Мы с тобой это проверили на себе – где-то это обязательно совпадет, в какой-то детали, которую ты заранее даже придумать не можешь. Вот маленький пример из хорошо тебе известных фильмов «Китти Фойл» и «Машенька»[10 - Kitty Foyl, Sam Wood, RKO, 1940. «Машенька», Юлий Райзман, Мосфильм, 1942.]. Три девушки в России живут в общежитии – почему? Потому что кроме общежития никаких других возможностей у них нет. В богатой Америке три девушки живут в одной комнате – почему? Потому что они бедные девушки. Они снимают комнату на троих. Механизм разный – здесь они сами снимают эту комнату на троих, а там их поселяют в общежитие. А результат один и тот же.

Kitty Foyl, 1940

Когда к героине приходит гость, две подруги прячутся в ванной, потом по очереди из любопытства выходят.

«Машенька», 1942

В общежитии, где живет Машенька с подругами, никакой ванной комнаты, разумеется, нет.

Когда я стала в эту тему зарываться глубже, то я обнаружила, что между американским и советским кино связи были всегда, несмотря на железный занавес. Советских режиссеров, актеров, операторов все равно посылали в Америку и все равно для них моделью – не для одного какого-то фильма, а общей моделью – был Голливуд. И не мог не быть Голливуд[11 - Вспоминается фраза из неоконченного романа Ф. С. Фицджеральда «Последний магнат»: «Вы можете принимать Голливуд таким, какой он есть, а можете отвергнуть его с презрением, с которым мы обычно относимся к тому, чего не понимаем». (Здесь и далее все переводы автора, кроме специально оговоренных случаев.) Майя, безусловно, понимала.].

В России все кино авторское, там неавторского нету. Никто не говорит: это фильмы «Мосфильма», или это фильмы «Ленфильма». Все говорят: фильмы такого-то. В Америке, если это MGM, это одни фильмы, a если это Warner Brothers, это другие фильмы, а если Columbia, то это третьи[12 - «Каждая студия имела свою собственную физиономию, свой стиль, – вспоминал режиссер и сценарист Билли Уайлдер. – Тебя можно было ввести в кинозал с завязанными глазами, но стоило тебе взглянуть на экран, как ты уже знал: это фильм RKO, это фильм Paramount или это фильм MGM. У каждой был свой почерк» (Gabler N. An Empire of Their Own: How the Jews Invented Hollywood.
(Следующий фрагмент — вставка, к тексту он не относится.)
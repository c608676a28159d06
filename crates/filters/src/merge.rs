//! Reading per-directory ignore files.
//!
//! Each directory in a collection walk may carry one ignore file (by default
//! [`IGNORE_FILE_NAME`]) whose rules apply to that directory and everything
//! beneath it. The file is UTF-8 text with one pattern per line; blank lines
//! and lines starting with `#` declare nothing, and trailing whitespace
//! (including a stray `\r` from CRLF line endings) is trimmed before parsing.

use std::fs;
use std::io;
use std::path::{Path, PathBuf};

use thiserror::Error;

use crate::IgnoreRule;

/// Default name of the per-directory ignore file.
pub const IGNORE_FILE_NAME: &str = "recopy.ignore";

/// Error returned when an ignore file cannot be read.
#[derive(Debug, Error)]
#[error("failed to read ignore rules from '{}': {source}", path.display())]
pub struct IgnoreFileError {
    path: PathBuf,
    #[source]
    source: io::Error,
}

impl IgnoreFileError {
    /// Returns the path of the ignore file that could not be read.
    #[must_use]
    pub fn path(&self) -> &Path {
        &self.path
    }

    /// Consumes the error, returning the underlying I/O failure.
    #[must_use]
    pub fn into_source(self) -> io::Error {
        self.source
    }
}

/// Parses ignore rules from the text of one ignore file.
///
/// Lines are trimmed of trailing whitespace; blank lines and `#` comments are
/// skipped. Patterns are *not* compiled here, so malformed globs survive
/// parsing and are diagnosed when a rule set is built.
#[must_use]
pub fn parse_rules(text: &str) -> Vec<IgnoreRule> {
    text.lines()
        .filter_map(|line| IgnoreRule::parse(line.trim_end()))
        .collect()
}

/// Reads and parses the ignore file at `path`.
///
/// # Errors
///
/// Returns [`IgnoreFileError`] when the file cannot be read. Callers decide
/// whether that is fatal; during a walk it is recorded as a skip diagnostic.
pub fn read_rules(path: &Path) -> Result<Vec<IgnoreRule>, IgnoreFileError> {
    let text = fs::read_to_string(path).map_err(|source| IgnoreFileError {
        path: path.to_owned(),
        source,
    })?;
    Ok(parse_rules(&text))
}

#[cfg(test)]
mod tests {
    use super::{parse_rules, read_rules};
    use crate::RuleAction;

    #[test]
    fn parse_skips_blanks_and_comments() {
        let rules = parse_rules("# header\n\n*.log\n   \n!keep.log\n# trailing\n");
        assert_eq!(rules.len(), 2);
        assert_eq!(rules[0].pattern(), "*.log");
        assert_eq!(rules[0].action(), RuleAction::Exclude);
        assert_eq!(rules[1].pattern(), "keep.log");
        assert_eq!(rules[1].action(), RuleAction::Negate);
    }

    #[test]
    fn parse_trims_trailing_whitespace_and_crlf() {
        let rules = parse_rules("*.tmp   \r\nbuild/\t\r\n");
        assert_eq!(rules.len(), 2);
        assert_eq!(rules[0].pattern(), "*.tmp");
        assert_eq!(rules[1].pattern(), "build/");
    }

    #[test]
    fn parse_keeps_declaration_order() {
        let rules = parse_rules("b\na\nc\n");
        let patterns: Vec<_> = rules.iter().map(crate::IgnoreRule::pattern).collect();
        assert_eq!(patterns, ["b", "a", "c"]);
    }

    #[test]
    fn read_reports_missing_file() {
        let dir = tempfile::tempdir().expect("tempdir");
        let error = read_rules(&dir.path().join("absent.ignore")).expect_err("missing file");
        assert!(error.path().ends_with("absent.ignore"));
        assert!(error.to_string().contains("failed to read ignore rules"));
    }

    #[test]
    fn read_parses_file_contents() {
        let dir = tempfile::tempdir().expect("tempdir");
        let path = dir.path().join("rules.ignore");
        std::fs::write(&path, "*.bak\n!important.bak\n").expect("write rules");

        let rules = read_rules(&path).expect("read rules");
        assert_eq!(rules.len(), 2);
        assert_eq!(rules[1].action(), RuleAction::Negate);
    }
}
NY: Doubleday, 1988. Р. 187).]. В России же есть фильмы Александрова, фильмы Пырьева, фильмы Ромма и так далее. Тем не менее и то и другое относится к области голливудского кино.

Почему авангард задушили? Он и сам бы сошел на нет, потому что двадцатые годы во всем мире, не только в России, поменялись на тридцатые, и потому что это естественный процесс. Авангард – это искусство не для народа, а нужно было искусство для народа. Вот как только нужно кино для народа, оно обязательно голливудское, потому что никакого другого кино для народа нет.

В России это было особенно важно, потому что вообще-то она была неграмотная. Людей учили читать, но они все еще читать не умели. А кино можно было показывать везде. Были деревенские кинопередвижки, конечно, их было мало, до тридцать пятого года процент звуковых установок был ничтожный. И тем не менее единственное, что можно было предложить народу, это было кино, в этом смысле оно было «важнейшим из искусств».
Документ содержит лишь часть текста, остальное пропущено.